● **What you will do**: Could you set down every entry exactly as it appears?
* * *
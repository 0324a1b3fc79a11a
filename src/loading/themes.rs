use anyhow::{bail, Context, Result};
use std::fs;
use std::path::{Path, PathBuf};
use tracing::debug;

/// Image shown when a theme has no picture for a weight.
pub const FALLBACK_IMAGE: &str = "none.png";

const DEFAULT_LB_THEME: &str = "lb_color";
const DEFAULT_KG_THEME: &str = "kg_color";
const DEFAULT_DUMBBELL_THEME: &str = "dumbell_orange";

#[derive(Debug, Clone, Copy, PartialEq, Eq)]
pub enum ThemeCategory {
    All,
    Lb,
    Kg,
    Other,
}

impl ThemeCategory {
    pub fn parse(s: &str) -> Result<Self> {
        match s.trim().to_ascii_lowercase().as_str() {
            "all" => Ok(ThemeCategory::All),
            "lb" | "lbs" => Ok(ThemeCategory::Lb),
            "kg" | "kgs" => Ok(ThemeCategory::Kg),
            "other" => Ok(ThemeCategory::Other),
            _ => bail!("Unknown theme category '{}' (expected all, lb, kg or other)", s),
        }
    }
}

/// Plate themes found under the theme root, grouped by name prefix.
#[derive(Debug, Clone, Default, PartialEq, Eq)]
pub struct ThemeCatalog {
    pub lb: Vec<String>,
    pub kg: Vec<String>,
    pub other: Vec<String>,
}

impl ThemeCatalog {
    fn from_names(mut names: Vec<String>) -> Self {
        names.sort();
        let mut catalog = Self::default();
        for name in names {
            let lower = name.to_lowercase();
            if lower.starts_with("lb") {
                catalog.lb.push(name);
            } else if lower.starts_with("kg") {
                catalog.kg.push(name);
            } else {
                catalog.other.push(name);
            }
        }
        catalog
    }

    pub fn all(&self) -> Vec<String> {
        self.lb
            .iter()
            .chain(&self.kg)
            .chain(&self.other)
            .cloned()
            .collect()
    }

    pub fn category(&self, category: ThemeCategory) -> Vec<String> {
        match category {
            ThemeCategory::All => self.all(),
            ThemeCategory::Lb => self.lb.clone(),
            ThemeCategory::Kg => self.kg.clone(),
            ThemeCategory::Other => self.other.clone(),
        }
    }

    pub fn is_empty(&self) -> bool {
        self.lb.is_empty() && self.kg.is_empty() && self.other.is_empty()
    }
}

/// List theme directories under `root`.
///
/// A missing root yields the built-in theme names so the loader still has
/// something to offer.
pub fn list_themes(root: &Path) -> Result<ThemeCatalog> {
    if !root.is_dir() {
        debug!(root = %root.display(), "theme directory missing, using defaults");
        return Ok(ThemeCatalog::from_names(vec![
            DEFAULT_LB_THEME.to_string(),
            DEFAULT_KG_THEME.to_string(),
            DEFAULT_DUMBBELL_THEME.to_string(),
        ]));
    }

    let entries = fs::read_dir(root)
        .with_context(|| format!("Failed to read theme directory {}", root.display()))?;

    let mut names = Vec::new();
    for entry in entries {
        let entry = entry?;
        if entry.file_type()?.is_dir() {
            if let Some(name) = entry.file_name().to_str() {
                names.push(name.to_string());
            }
        }
    }
    Ok(ThemeCatalog::from_names(names))
}

/// Case-insensitive substring filter over theme names.
pub fn filter_themes(themes: &[String], text: &str) -> Vec<String> {
    let needle = text.trim().to_lowercase();
    themes
        .iter()
        .filter(|t| t.to_lowercase().contains(&needle))
        .cloned()
        .collect()
}

/// Path of the plate image for `image_name`, falling back to the theme's
/// `none.png`.
pub fn resolve_image(root: &Path, theme: &str, image_name: &str) -> Result<PathBuf> {
    let theme_dir = root.join(theme);
    let image = theme_dir.join(image_name);
    if image.is_file() {
        return Ok(image);
    }

    let fallback = theme_dir.join(FALLBACK_IMAGE);
    if fallback.is_file() {
        debug!(image = %image.display(), "image missing, using fallback");
        return Ok(fallback);
    }

    bail!(
        "Neither {} nor {} exists",
        image.display(),
        fallback.display()
    )
}

#[cfg(test)]
mod tests {
    use super::*;
    use std::env;

    fn temp_root(name: &str) -> PathBuf {
        let dir = env::temp_dir().join(format!("bar_loader_themes_{}_{}", name, std::process::id()));
        let _ = fs::remove_dir_all(&dir);
        fs::create_dir_all(&dir).unwrap();
        dir
    }

    #[test]
    fn test_missing_root_gives_defaults() {
        let catalog = list_themes(Path::new("/nonexistent/bar-loader/themes")).unwrap();
        assert_eq!(catalog.lb, vec!["lb_color"]);
        assert_eq!(catalog.kg, vec!["kg_color"]);
        assert_eq!(catalog.other, vec!["dumbell_orange"]);
        assert_eq!(catalog.all().len(), 3);
    }

    #[test]
    fn test_list_groups_and_sorts() {
        let root = temp_root("list");
        for name in ["lb_mono", "kg_color", "lb_color", "dumbbell_blue"] {
            fs::create_dir_all(root.join(name)).unwrap();
        }
        fs::write(root.join("readme.txt"), "not a theme").unwrap();

        let catalog = list_themes(&root).unwrap();
        assert_eq!(catalog.lb, vec!["lb_color", "lb_mono"]);
        assert_eq!(catalog.kg, vec!["kg_color"]);
        assert_eq!(catalog.other, vec!["dumbbell_blue"]);
        assert_eq!(
            catalog.all(),
            vec!["lb_color", "lb_mono", "kg_color", "dumbbell_blue"]
        );
        assert_eq!(catalog.category(ThemeCategory::Kg), vec!["kg_color"]);

        let _ = fs::remove_dir_all(&root);
    }

    #[test]
    fn test_filter_themes() {
        let themes = vec!["lb_color".to_string(), "kg_color".to_string(), "lb_mono".to_string()];
        assert_eq!(filter_themes(&themes, "COLOR"), vec!["lb_color", "kg_color"]);
        assert_eq!(filter_themes(&themes, "").len(), 3);
    }

    #[test]
    fn test_category_parse() {
        assert_eq!(ThemeCategory::parse("LB").unwrap(), ThemeCategory::Lb);
        assert!(ThemeCategory::parse("stone").is_err());
    }

    #[test]
    fn test_resolve_image_and_fallback() {
        let root = temp_root("resolve");
        let theme = root.join("lb_color");
        fs::create_dir_all(&theme).unwrap();
        fs::write(theme.join("225.png"), b"png").unwrap();
        fs::write(theme.join("none.png"), b"png").unwrap();

        assert_eq!(
            resolve_image(&root, "lb_color", "225.png").unwrap(),
            theme.join("225.png")
        );
        assert_eq!(
            resolve_image(&root, "lb_color", "47.5.png").unwrap(),
            theme.join("none.png")
        );

        let _ = fs::remove_dir_all(&root);
    }

    #[test]
    fn test_resolve_image_missing_everything() {
        let root = temp_root("missing");
        let err = resolve_image(&root, "kg_color", "100.png").unwrap_err();
        assert!(err.to_string().contains("none.png"));
        let _ = fs::remove_dir_all(&root);
    }
}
* * *
● **Answer to this exercise**:
repository 0324a1b3fc79a11a
filename src/loading/themes.rs
use anyhow::{bail, Context, Result};
use std::fs;
use std::path::{Path, PathBuf};
use tracing::debug;

/// Image shown when a theme has no picture for a weight.
pub const FALLBACK_IMAGE: &str = "none.png";

const DEFAULT_LB_THEME: &str = "lb_color";
const DEFAULT_KG_THEME: &str = "kg_color";
const DEFAULT_DUMBBELL_THEME: &str = "dumbell_orange";

#[derive(Debug, Clone, Copy, PartialEq, Eq)]
pub enum ThemeCategory {
    All,
    Lb,
    Kg,
    Other,
}

impl ThemeCategory {
    pub fn parse(s: &str) -> Result<Self> {
        match s.trim().to_ascii_lowercase().as_str() {
            "all" => Ok(ThemeCategory::All),
            "lb" | "lbs" => Ok(ThemeCategory::Lb),
            "kg" | "kgs" => Ok(ThemeCategory::Kg),
            "other" => Ok(ThemeCategory::Other),
            _ => bail!("Unknown theme category '{}' (expected all, lb, kg or other)", s),
        }
    }
}

/// Plate themes found under the theme root, grouped by name prefix.
#[derive(Debug, Clone, Default, PartialEq, Eq)]
pub struct ThemeCatalog {
    pub lb: Vec<String>,
    pub kg: Vec<String>,
    pub other: Vec<String>,
}

impl ThemeCatalog {
    fn from_names(mut names: Vec<String>) -> Self {
        names.sort();
        let mut catalog = Self::default();
        for name in names {
            let lower = name.to_lowercase();
            if lower.starts_with("lb") {
                catalog.lb.push(name);
            } else if lower.starts_with("kg") {
                catalog.kg.push(name);
            } else {
                catalog.other.push(name);
            }
        }
        catalog
    }

    pub fn all(&self) -> Vec<String> {
        self.lb
            .iter()
            .chain(&self.kg)
            .chain(&self.other)
            .cloned()
            .collect()
    }

    pub fn category(&self, category: ThemeCategory) -> Vec<String> {
        match category {
            ThemeCategory::All => self.all(),
            ThemeCategory::Lb => self.lb.clone(),
            ThemeCategory::Kg => self.kg.clone(),
            ThemeCategory::Other => self.other.clone(),
        }
    }

    pub fn is_empty(&self) -> bool {
        self.lb.is_empty() && self.kg.is_empty() && self.other.is_empty()
    }
}

/// List theme directories under `root`.
///
/// A missing root yields the built-in theme names so the loader still has
/// something to offer.
pub fn list_themes(root: &Path) -> Result<ThemeCatalog> {
    if !root.is_dir() {
        debug!(root = %root.display(), "theme directory missing, using defaults");
        return Ok(ThemeCatalog::from_names(vec![
            DEFAULT_LB_THEME.to_string(),
            DEFAULT_KG_THEME.to_string(),
            DEFAULT_DUMBBELL_THEME.to_string(),
        ]));
    }

    let entries = fs::read_dir(root)
        .with_context(|| format!("Failed to read theme directory {}", root.display()))?;

    let mut names = Vec::new();
    for entry in entries {
        let entry = entry?;
        if entry.file_type()?.is_dir() {
            if let Some(name) = entry.file_name().to_str() {
                names.push(name.to_string());
            }
        }
    }
    Ok(ThemeCatalog::from_names(names))
}

/// Case-insensitive substring filter over theme names.
pub fn filter_themes(themes: &[String], text: &str) -> Vec<String> {
    let needle = text.trim().to_lowercase();
    themes
        .iter()
        .filter(|t| t.to_lowercase().contains(&needle))
        .cloned()
        .collect()
}

/// Path of the plate image for `image_name`, falling back to the theme's
/// `none.png`.
pub fn resolve_image(root: &Path, theme: &str, image_name: &str) -> Result<PathBuf> {
    let theme_dir = root.join(theme);
    let image = theme_dir.join(image_name);
    if image.is_file() {
        return Ok(image);
    }

    let fallback = theme_dir.join(FALLBACK_IMAGE);
    if fallback.is_file() {
        debug!(image = %image.display(), "image missing, using fallback");
        return Ok(fallback);
    }

    bail!(
        "Neither {} nor {} exists",
        image.display(),
        fallback.display()
    )
}

#[cfg(test)]
mod tests {
    use super::*;
    use std::env;

    fn temp_root(name: &str) -> PathBuf {
        let dir = env::temp_dir().join(format!("bar_loader_themes_{}_{}", name, std::process::id()));
        let _ = fs::remove_dir_all(&dir);
        fs::create_dir_all(&dir).unwrap();
        dir
    }

    #[test]
    fn test_missing_root_gives_defaults() {
        let catalog = list_themes(Path::new("/nonexistent/bar-loader/themes")).unwrap();
        assert_eq!(catalog.lb, vec!["lb_color"]);
        assert_eq!(catalog.kg, vec!["kg_color"]);
        assert_eq!(catalog.other, vec!["dumbell_orange"]);
        assert_eq!(catalog.all().len(), 3);
    }

    #[test]
    fn test_list_groups_and_sorts() {
        let root = temp_root("list");
        for name in ["lb_mono", "kg_color", "lb_color", "dumbbell_blue"] {
            fs::create_dir_all(root.join(name)).unwrap();
        }
        fs::write(root.join("readme.txt"), "not a theme").unwrap();

        let catalog = list_themes(&root).unwrap();
        assert_eq!(catalog.lb, vec!["lb_color", "lb_mono"]);
        assert_eq!(catalog.kg, vec!["kg_color"]);
        assert_eq!(catalog.other, vec!["dumbbell_blue"]);
        assert_eq!(
            catalog.all(),
            vec!["lb_color", "lb_mono", "kg_color", "dumbbell_blue"]
        );
        assert_eq!(catalog.category(ThemeCategory::Kg), vec!["kg_color"]);

        let _ = fs::remove_dir_all(&root);
    }

    #[test]
    fn test_filter_themes() {
        let themes = vec!["lb_color".to_string(), "kg_color".to_string(), "lb_mono".to_string()];
        assert_eq!(filter_themes(&themes, "COLOR"), vec!["lb_color", "kg_color"]);
        assert_eq!(filter_themes(&themes, "").len(), 3);
    }

    #[test]
    fn test_category_parse() {
        assert_eq!(ThemeCategory::parse("LB").unwrap(), ThemeCategory::Lb);
        assert!(ThemeCategory::parse("stone").is_err());
    }

    #[test]
    fn test_resolve_image_and_fallback() {
        let root = temp_root("resolve");
        let theme = root.join("lb_color");
        fs::create_dir_all(&theme).unwrap();
        fs::write(theme.join("225.png"), b"png").unwrap();
        fs::write(theme.join("none.png"), b"png").unwrap();

        assert_eq!(
            resolve_image(&root, "lb_color", "225.png").unwrap(),
            theme.join("225.png")
        );
        assert_eq!(
            resolve_image(&root, "lb_color", "47.5.png").unwrap(),
            theme.join("none.png")
        );

        let _ = fs::remove_dir_all(&root);
    }

    #[test]
    fn test_resolve_image_missing_everything() {
        let root = temp_root("missing");
        let err = resolve_image(&root, "kg_color", "100.png").unwrap_err();
        assert!(err.to_string().contains("none.png"));
        let _ = fs::remove_dir_all(&root);
    }
}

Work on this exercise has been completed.